At the surface, he saw the crew boat rescuing his son as Curole grabbed hold of shark line buoys in the water to stay afloat.

“We could hardly move,” he said of the 48-degree water. “If that boat hadn’t come along we’d probably have drowned in 20 minutes or die from hypothermia.”

Randy Gauthier, the rescue boat’s captain, described saving the Curoles as divine intervention in his message to Curole’s wife, Lisa.

“Boat sunk in the middle of the river in the fog,” Gauthier said. “Went down in less than 2 minutes. God put us there at the right place and time to catch them before they drowned.”

One of the boat deckhands, Zachary Ragas, recalled how they were on their way to the dock from work, northbound in southwest pass, when they witnessed the Curole’s shark fishing boat hit a swell and go down.

“The boat disappeared within seconds and was just buoys from the shark lines to be seen along with the two people aboard the boat,” Ragas said. “As we pulled up, I hollered for them to grab a buoy to stay afloat, which one man did. As for the other guy, he was unable to and was just trying to stay afloat and, luckily, he did just long enough, as we grabbed him just in time his body locked up from the cold.”

Ragas said he knew the river was a dangerous place, but witnessed it last Tuesday.

“We are always told to wear a life jacket and we just blow it off and say, ‘Oh, I’ll be alright,’” Ragas said. “But I’m telling you, you won’t be alright. Seeing their bodies lock up within less than two minutes from being so cold they did not have a chance of surviving if we did not see them go down. I hope it makes you think twice when you get in a boat to go on the river.”

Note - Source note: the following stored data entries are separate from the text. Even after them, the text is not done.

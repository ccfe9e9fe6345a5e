//! Per-request state handed to route handlers.
//!
//! # Responsibilities
//! - Hold method, path, headers, cookies and query/form parameters
//! - Own the request's session and flash messages
//! - Parse parameters into sized integers and other scalars
//!
//! # Design Decisions
//! - Built once per request by the pipeline, dropped after the response
//! - Later parameter values win over earlier ones with the same name
//! - Flash values set now are only visible during the next request

use std::collections::HashMap;
use std::sync::Arc;

use axum::http::header::COOKIE;
use axum::http::{HeaderMap, Method, StatusCode};
use axum::response::{Html, IntoResponse};
use serde_json::Value;

use crate::http::error::{HandlerResult, ParameterError};
use crate::security::csrf::CsrfGuard;
use crate::security::session::Session;
use crate::view::{escape_html, Locals, RenderError, Renderer, TITLE};

/// Session key carrying flash messages between requests.
pub const FLASH_KEY: &str = "_flash";

/// Query and form parameters in arrival order.
#[derive(Debug, Clone, Default, PartialEq, Eq)]
pub struct Params {
    pairs: Vec<(String, String)>,
}

impl Params {
    pub fn new() -> Self {
        Self::default()
    }

    /// Parse an `application/x-www-form-urlencoded` string (query or body).
    pub fn parse(input: &[u8]) -> Self {
        let mut params = Self::new();
        params.extend_urlencoded(input);
        params
    }

    pub fn extend_urlencoded(&mut self, input: &[u8]) {
        self.pairs.extend(
            url::form_urlencoded::parse(input).map(|(k, v)| (k.into_owned(), v.into_owned())),
        );
    }

    pub fn insert(&mut self, key: impl Into<String>, value: impl Into<String>) {
        self.pairs.push((key.into(), value.into()));
    }

    /// The last value given for `key`.
    pub fn get(&self, key: &str) -> Option<&str> {
        self.pairs
            .iter()
            .rev()
            .find(|(k, _)| k == key)
            .map(|(_, v)| v.as_str())
    }

    pub fn get_all(&self, key: &str) -> Vec<&str> {
        self.pairs
            .iter()
            .filter(|(k, _)| k == key)
            .map(|(_, v)| v.as_str())
            .collect()
    }

    pub fn len(&self) -> usize {
        self.pairs.len()
    }

    pub fn is_empty(&self) -> bool {
        self.pairs.is_empty()
    }

    pub fn iter(&self) -> impl Iterator<Item = (&str, &str)> {
        self.pairs.iter().map(|(k, v)| (k.as_str(), v.as_str()))
    }

    pub fn typed(&self) -> TypedParams<'_> {
        TypedParams { params: self }
    }
}

/// Integer types parameters can be parsed into.
pub trait SizedInt: Copy + Sized {
    const NAME: &'static str;
    fn from_i128(value: i128) -> Option<Self>;
    fn is_positive(self) -> bool;
}

macro_rules! sized_int {
    ($($t:ty),*) => {
        $(
            impl SizedInt for $t {
                const NAME: &'static str = stringify!($t);

                fn from_i128(value: i128) -> Option<Self> {
                    <$t>::try_from(value).ok()
                }

                #[allow(unused_comparisons)]
                fn is_positive(self) -> bool {
                    self > 0
                }
            }
        )*
    };
}

sized_int!(i8, i16, i32, i64, u8, u16, u32, u64);

/// Typed view over [`Params`].
///
/// Optional accessors return `Ok(None)` for absent or blank values; the
/// `require_*` forms turn that into [`ParameterError::Missing`].
#[derive(Debug, Clone, Copy)]
pub struct TypedParams<'a> {
    params: &'a Params,
}

impl<'a> TypedParams<'a> {
    fn present(&self, key: &str) -> Option<&'a str> {
        self.params.get(key).map(str::trim).filter(|v| !v.is_empty())
    }

    /// Raw string value, possibly empty.
    pub fn str(&self, key: &str) -> Option<&'a str> {
        self.params.get(key)
    }

    /// Trimmed, non-empty string value.
    pub fn nonempty_str(&self, key: &str) -> Option<&'a str> {
        self.present(key)
    }

    pub fn require_str(&self, key: &str) -> Result<&'a str, ParameterError> {
        self.present(key)
            .ok_or_else(|| ParameterError::Missing(key.to_string()))
    }

    /// Integer of the requested size (64-bit when unsure).
    pub fn int<T: SizedInt>(&self, key: &str) -> Result<Option<T>, ParameterError> {
        let Some(raw) = self.present(key) else {
            return Ok(None);
        };
        let wide = raw.parse::<i128>().map_err(|e| match e.kind() {
            std::num::IntErrorKind::PosOverflow | std::num::IntErrorKind::NegOverflow => {
                ParameterError::OutOfRange {
                    key: key.to_string(),
                    expected: T::NAME,
                }
            }
            _ => ParameterError::Invalid {
                key: key.to_string(),
                expected: T::NAME,
            },
        })?;
        T::from_i128(wide)
            .map(Some)
            .ok_or_else(|| ParameterError::OutOfRange {
                key: key.to_string(),
                expected: T::NAME,
            })
    }

    pub fn require_int<T: SizedInt>(&self, key: &str) -> Result<T, ParameterError> {
        self.int(key)?
            .ok_or_else(|| ParameterError::Missing(key.to_string()))
    }

    /// Integer greater than zero.
    pub fn pos_int<T: SizedInt>(&self, key: &str) -> Result<Option<T>, ParameterError> {
        match self.int::<T>(key)? {
            Some(v) if v.is_positive() => Ok(Some(v)),
            Some(_) => Err(ParameterError::OutOfRange {
                key: key.to_string(),
                expected: "positive integer",
            }),
            None => Ok(None),
        }
    }

    pub fn require_pos_int<T: SizedInt>(&self, key: &str) -> Result<T, ParameterError> {
        self.pos_int(key)?
            .ok_or_else(|| ParameterError::Missing(key.to_string()))
    }

    /// Boolean from the usual form spellings.
    pub fn bool(&self, key: &str) -> Result<Option<bool>, ParameterError> {
        let Some(raw) = self.present(key) else {
            return Ok(None);
        };
        match raw.to_ascii_lowercase().as_str() {
            "1" | "t" | "true" | "y" | "yes" | "on" => Ok(Some(true)),
            "0" | "f" | "false" | "n" | "no" | "off" => Ok(Some(false)),
            _ => Err(ParameterError::Invalid {
                key: key.to_string(),
                expected: "boolean",
            }),
        }
    }

    pub fn float(&self, key: &str) -> Result<Option<f64>, ParameterError> {
        let Some(raw) = self.present(key) else {
            return Ok(None);
        };
        raw.parse::<f64>()
            .ok()
            .filter(|v| v.is_finite())
            .map(Some)
            .ok_or_else(|| ParameterError::Invalid {
                key: key.to_string(),
                expected: "number",
            })
    }
}

/// Parse every `Cookie` header into a name → value map.
pub fn parse_cookies(headers: &HeaderMap) -> HashMap<String, String> {
    headers
        .get_all(COOKIE)
        .iter()
        .filter_map(|v| v.to_str().ok())
        .flat_map(|v| v.split(';'))
        .filter_map(|pair| {
            let (name, value) = pair.trim().split_once('=')?;
            Some((name.trim().to_string(), value.trim().trim_matches('"').to_string()))
        })
        .collect()
}

/// Everything a handler can see and touch for one request.
pub struct RequestContext {
    method: Method,
    path: String,
    key: String,
    headers: HeaderMap,
    cookies: HashMap<String, String>,
    params: Params,
    session: Session,
    flash_now: Locals,
    flash_next: Locals,
    renderer: Arc<dyn Renderer>,
    csrf: Arc<CsrfGuard>,
}

impl RequestContext {
    #[allow(clippy::too_many_arguments)]
    pub fn new(
        method: Method,
        path: impl Into<String>,
        key: impl Into<String>,
        headers: HeaderMap,
        params: Params,
        mut session: Session,
        renderer: Arc<dyn Renderer>,
        csrf: Arc<CsrfGuard>,
    ) -> Self {
        let cookies = parse_cookies(&headers);
        let flash_now = match session.remove(FLASH_KEY) {
            Some(Value::Object(map)) => map,
            _ => Locals::new(),
        };
        Self {
            method,
            path: path.into(),
            key: key.into(),
            headers,
            cookies,
            params,
            session,
            flash_now,
            flash_next: Locals::new(),
            renderer,
            csrf,
        }
    }

    pub fn method(&self) -> &Method {
        &self.method
    }

    pub fn path(&self) -> &str {
        &self.path
    }

    /// Dispatch key the request was routed by.
    pub fn key(&self) -> &str {
        &self.key
    }

    pub fn headers(&self) -> &HeaderMap {
        &self.headers
    }

    pub fn header(&self, name: &str) -> Option<&str> {
        self.headers.get(name).and_then(|v| v.to_str().ok())
    }

    pub fn cookie(&self, name: &str) -> Option<&str> {
        self.cookies.get(name).map(String::as_str)
    }

    pub fn params(&self) -> &Params {
        &self.params
    }

    pub fn param(&self, key: &str) -> Option<&str> {
        self.params.get(key)
    }

    pub fn typed(&self) -> TypedParams<'_> {
        self.params.typed()
    }

    pub fn session(&self) -> &Session {
        &self.session
    }

    pub fn session_mut(&mut self) -> &mut Session {
        &mut self.session
    }

    /// The session's anti-forgery token for embedding in forms.
    pub fn csrf_token(&mut self) -> String {
        self.csrf.token_for(&mut self.session)
    }

    /// Hidden input carrying the token.
    pub fn csrf_field(&mut self) -> String {
        let token = self.csrf_token();
        format!(
            "<input type=\"hidden\" name=\"{}\" value=\"{}\">",
            escape_html(self.csrf.field_name()),
            escape_html(&token)
        )
    }

    /// Flash value set by the previous request.
    pub fn flash(&self, key: &str) -> Option<&Value> {
        self.flash_now.get(key)
    }

    /// Set a flash value for the next request.
    pub fn flash_set(&mut self, key: impl Into<String>, value: impl Into<Value>) {
        self.flash_next.insert(key.into(), value.into());
    }

    /// Render a view in the layout.
    pub fn render(&self, view: &str, locals: &Locals) -> Result<String, RenderError> {
        self.renderer.render(view, locals)
    }

    /// Render a view in the layout as a 200 response.
    pub fn view(&self, view: &str, locals: Locals) -> HandlerResult {
        Ok(Html(self.render(view, &locals)?).into_response())
    }

    /// Render with just a page title.
    pub fn view_titled(&self, view: &str, title: &str) -> HandlerResult {
        let mut locals = Locals::new();
        locals.insert(TITLE.to_string(), Value::String(title.to_string()));
        self.view(view, locals)
    }

    pub fn status_view(&self, status: StatusCode, view: &str, locals: Locals) -> HandlerResult {
        let mut response = self.view(view, locals)?;
        *response.status_mut() = status;
        Ok(response)
    }

    /// Hand the session back, with pending flash values stored in it.
    pub fn into_session(mut self) -> Session {
        self.take_session()
    }

    /// Like [`into_session`](Self::into_session), leaving an empty session
    /// behind so the rest of the context stays readable.
    pub fn take_session(&mut self) -> Session {
        if !self.flash_next.is_empty() {
            self.session
                .insert(FLASH_KEY, Value::Object(std::mem::take(&mut self.flash_next)));
        }
        std::mem::take(&mut self.session)
    }
}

In the time since they’d started fishing sharks out of Venice, the Curoles had hardly seen any vessels other than a few pilot boats and some ships. But on this day, there was a crew boat there that didn’t typically use the river, yet they took this route and saved the two.

“I’m still in shock,” Curole said. “It is what it is and we just have to try to pull through and get another boat. We lost everything. We lost the boat along with 200 shark hooks and everything to fish with … just everything we had … our whole livelihood.”

Curole said they had been sharking in the area since January out of necessity, when state restrictions hurt his crabbing business in Des Allemands.

They were doing well with shark fishing, but now they’ve lost everything and his mind returns often to the accident.

“I’ve been thinking about it over and over in my mind,” he said. “I just can’t think of anything different to do. We just rolled over the waves, but this time the front of the boat didn’t come up. I’m not an inexperienced captain. I wish I knew. There was nothing I could do. It was my fault.”

Even though he’s still shocked by the loss, Curole said he has to take care of his family.

“I’m on my way back to Venice right now to see if can find a job sharking with somebody else,” he said. “I have to keep going and make a living. I’m a fisherman so I got to fish.”